[Start of Attachment]

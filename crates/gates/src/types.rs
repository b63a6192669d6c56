//! Encrypted bit and word types.
//!
//! These wrap a backend ciphertext together with the noise estimate the gate
//! library tracks for it, and provide a unified interface for the rest of the
//! workspace.

use std::ops::Range;

/// A single encrypted boolean.
///
/// Immutable once produced. New bits come only from fresh encryption, gate
/// evaluation or refresh, all of which go through the
/// [`GateLibrary`](crate::GateLibrary).
#[derive(Debug, Clone)]
pub struct EncryptedBit<T> {
    ciphertext: T,
    noise: u32,
}

impl<T> EncryptedBit<T> {
    pub(crate) fn new(ciphertext: T, noise: u32) -> Self {
        Self { ciphertext, noise }
    }

    /// Returns the backend ciphertext.
    pub fn ciphertext(&self) -> &T {
        &self.ciphertext
    }

    /// Returns the tracked noise estimate.
    pub fn noise(&self) -> u32 {
        self.noise
    }
}

/// A fixed-width sequence of encrypted bits.
///
/// Bit `i` of the represented value is stored at index `i`, so index 0 is the
/// least significant bit. There is no type tag: the same word may hold an
/// instruction, data or an address.
#[derive(Debug, Clone)]
pub struct EncryptedWord<T> {
    bits: Vec<EncryptedBit<T>>,
}

impl<T> EncryptedWord<T> {
    /// Number of bits in the word.
    pub fn width(&self) -> usize {
        self.bits.len()
    }

    /// Returns bit `i` (0 = least significant).
    ///
    /// Panics if `i` is out of range.
    pub fn bit(&self, i: usize) -> &EncryptedBit<T> {
        &self.bits[i]
    }

    /// Returns the bits, least significant first.
    pub fn bits(&self) -> &[EncryptedBit<T>] {
        &self.bits
    }

    /// Largest noise estimate among the bits.
    pub fn max_noise(&self) -> u32 {
        self.bits.iter().map(EncryptedBit::noise).max().unwrap_or(0)
    }
}

impl<T: Clone> EncryptedWord<T> {
    /// Copies out the bits in `range` as a new, narrower word.
    pub fn slice(&self, range: Range<usize>) -> Self {
        Self {
            bits: self.bits[range].to_vec(),
        }
    }

    /// Returns a copy whose lowest `low.width()` bits are replaced by `low`.
    ///
    /// Panics if `low` does not fit.
    pub fn with_low_bits(&self, low: &EncryptedWord<T>) -> Self {
        let mut bits = self.bits.clone();
        bits[..low.width()].clone_from_slice(&low.bits);
        Self { bits }
    }
}

impl<T> From<Vec<EncryptedBit<T>>> for EncryptedWord<T> {
    fn from(bits: Vec<EncryptedBit<T>>) -> Self {
        Self { bits }
    }
}

impl<T> FromIterator<EncryptedBit<T>> for EncryptedWord<T> {
    fn from_iter<I: IntoIterator<Item = EncryptedBit<T>>>(iter: I) -> Self {
        Self {
            bits: iter.into_iter().collect(),
        }
    }
}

[End of Attachment]

Look through the data above and report every line in which "significant" appears.

/// least significant bit. There is no type tag: the same word may hold an
    /// Returns bit `i` (0 = least significant).
    /// Returns the bits, least significant first.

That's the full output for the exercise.